A party to a marriage contract cannot enter into it knowing of shortcomings in the disclosure and then rely on those shortcomings as the basis to set aside the contract.
b) Duress
[86] Duress originally was considered the coercion of the will of another to execute a contract through the infliction of violence or threats of violence around the time of the negotiation and execution of the agreement. The concept has been expanded such that evidence of emotional, psychological, or verbal abuse, as well as intimidation tactics and other forms of controlling behaviour by one person that cause fear in the mind of the other party may also be a foundation for a duress claim: Bennett v. Bennett, 1997 34 R.F.L. (4th) 290 (ON SC).
[87] In Kinsella v. Mills, 2020 ONSC 4785, Chappel J. thoroughly reviewed the law regarding duress and found as follows at para. 352:
In the context of domestic contracts, the dynamics of the parties’ relationship and of the interactions between them around the time when the contract was signed may be relevant to the duress analysis. For instance, evidence of a history of abuse or intimidation may provide a critical backdrop to appreciating the undercurrents that were at play when the contract was executed, and whether the aggrieved party acted under coercion that fell within the realm of duress [citation omitted]. The court should also consider the ability of the complaining party to resist any pressure when the contract was completed, and in particular, whether they were struggling with any physical, emotional, or psychological difficulties that may have impaired their ability to do so.
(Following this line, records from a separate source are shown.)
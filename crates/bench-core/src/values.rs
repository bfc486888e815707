//! Row value representations.
//!
//! Rows are positional: the value at index `i` belongs to the column at
//! index `i` of the table schema. The schema does not validate rows; the
//! generator guarantees the ordering.

use crate::types::ColumnDataType;
use serde::{Deserialize, Serialize};

/// A single cell value.
#[derive(Debug, Clone, PartialEq, Serialize, Deserialize)]
#[serde(untagged)]
pub enum Value {
    /// Millisecond timestamp
    TimestampMillis(i64),

    /// UTF-8 string
    String(String),

    /// 32-bit signed integer
    Int32(i32),

    /// 64-bit floating point
    Float64(f64),
}

impl Value {
    /// The column data type this value conforms to.
    pub fn data_type(&self) -> ColumnDataType {
        match self {
            Value::TimestampMillis(_) => ColumnDataType::TimestampMillisecond,
            Value::String(_) => ColumnDataType::String,
            Value::Int32(_) => ColumnDataType::Int32,
            Value::Float64(_) => ColumnDataType::Float64,
        }
    }

    /// Try to get this value as a millisecond timestamp.
    pub fn as_timestamp_millis(&self) -> Option<i64> {
        match self {
            Value::TimestampMillis(ts) => Some(*ts),
            _ => None,
        }
    }

    /// Try to get this value as a string reference.
    pub fn as_str(&self) -> Option<&str> {
        match self {
            Value::String(s) => Some(s),
            _ => None,
        }
    }

    /// Try to get this value as an i32.
    pub fn as_i32(&self) -> Option<i32> {
        match self {
            Value::Int32(i) => Some(*i),
            _ => None,
        }
    }

    /// Try to get this value as an f64.
    pub fn as_f64(&self) -> Option<f64> {
        match self {
            Value::Float64(f) => Some(*f),
            _ => None,
        }
    }
}

impl From<i64> for Value {
    fn from(ts: i64) -> Self {
        Value::TimestampMillis(ts)
    }
}

impl From<String> for Value {
    fn from(s: String) -> Self {
        Value::String(s)
    }
}

impl From<&str> for Value {
    fn from(s: &str) -> Self {
        Value::String(s.to_string())
    }
}

impl From<i32> for Value {
    fn from(i: i32) -> Self {
        Value::Int32(i)
    }
}

impl From<f64> for Value {
    fn from(f: f64) -> Self {
        Value::Float64(f)
    }
}

/// A positional row: one value per schema column, in schema order.
#[derive(Debug, Clone, PartialEq, Serialize, Deserialize)]
pub struct Row {
    values: Vec<Value>,
}

impl Row {
    /// Create a row from values already in schema order.
    pub fn new(values: Vec<Value>) -> Self {
        Self { values }
    }

    /// Number of values in the row.
    pub fn len(&self) -> usize {
        self.values.len()
    }

    /// Whether the row holds no values.
    pub fn is_empty(&self) -> bool {
        self.values.is_empty()
    }

    /// Get the value at a column position.
    pub fn get(&self, index: usize) -> Option<&Value> {
        self.values.get(index)
    }

    /// Iterate over the values in schema order.
    pub fn values(&self) -> impl Iterator<Item = &Value> {
        self.values.iter()
    }

    /// Consume the row, yielding its values.
    pub fn into_values(self) -> Vec<Value> {
        self.values
    }
}

impl From<Vec<Value>> for Row {
    fn from(values: Vec<Value>) -> Self {
        Self::new(values)
    }
}
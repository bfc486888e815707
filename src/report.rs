//! Run reporting for generation runs.

use serde::Serialize;
use std::time::Duration;

/// Metrics from one generation run.
#[derive(Debug, Clone, Default, Serialize)]
pub struct RunReport {
    /// Number of rows emitted.
    pub rows_emitted: u64,
    /// Total wall time of the run.
    pub duration: Duration,
    /// Bytes written by the sink, when one was attached.
    pub bytes_written: Option<u64>,
}

impl RunReport {
    /// Calculate rows per second.
    pub fn rows_per_second(&self) -> f64 {
        if self.duration.as_secs_f64() > 0.0 {
            self.rows_emitted as f64 / self.duration.as_secs_f64()
        } else {
            0.0
        }
    }

    /// Human-readable run summary.
    pub fn summary(&self) -> String {
        let mut summary = format!(
            "Generated {} rows in {:?} ({:.2} rows/sec)",
            self.rows_emitted,
            self.duration,
            self.rows_per_second()
        );
        if let Some(bytes) = self.bytes_written {
            summary.push_str(&format!(", {bytes} bytes written"));
        }
        summary
    }
}

#[cfg(test)]
mod tests {
    use super::*;

    #[test]
    fn test_rows_per_second() {
        let report = RunReport {
            rows_emitted: 1000,
            duration: Duration::from_secs(10),
            bytes_written: None,
        };

        assert_eq!(report.rows_per_second(), 100.0);
    }

    #[test]
    fn test_zero_duration() {
        let report = RunReport::default();

        assert_eq!(report.rows_per_second(), 0.0);
    }

    #[test]
    fn test_summary_mentions_bytes_when_present() {
        let report = RunReport {
            rows_emitted: 10,
            duration: Duration::from_secs(1),
            bytes_written: Some(420),
        };

        assert!(report.summary().contains("420 bytes"));
    }
}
[88] In Turk, Kiteley J. found at para. 93 that duress was a state of mind and that it occurs where there is pressure placed on a person to the extent that any consent of that party is not sufficient to uphold the agreement. She referred to it as an absence of choice which vitiates any ability to consent. Kiteley J. concluded at para. 93 that duress can be established based upon actual or threatened violence, or upon economic considerations.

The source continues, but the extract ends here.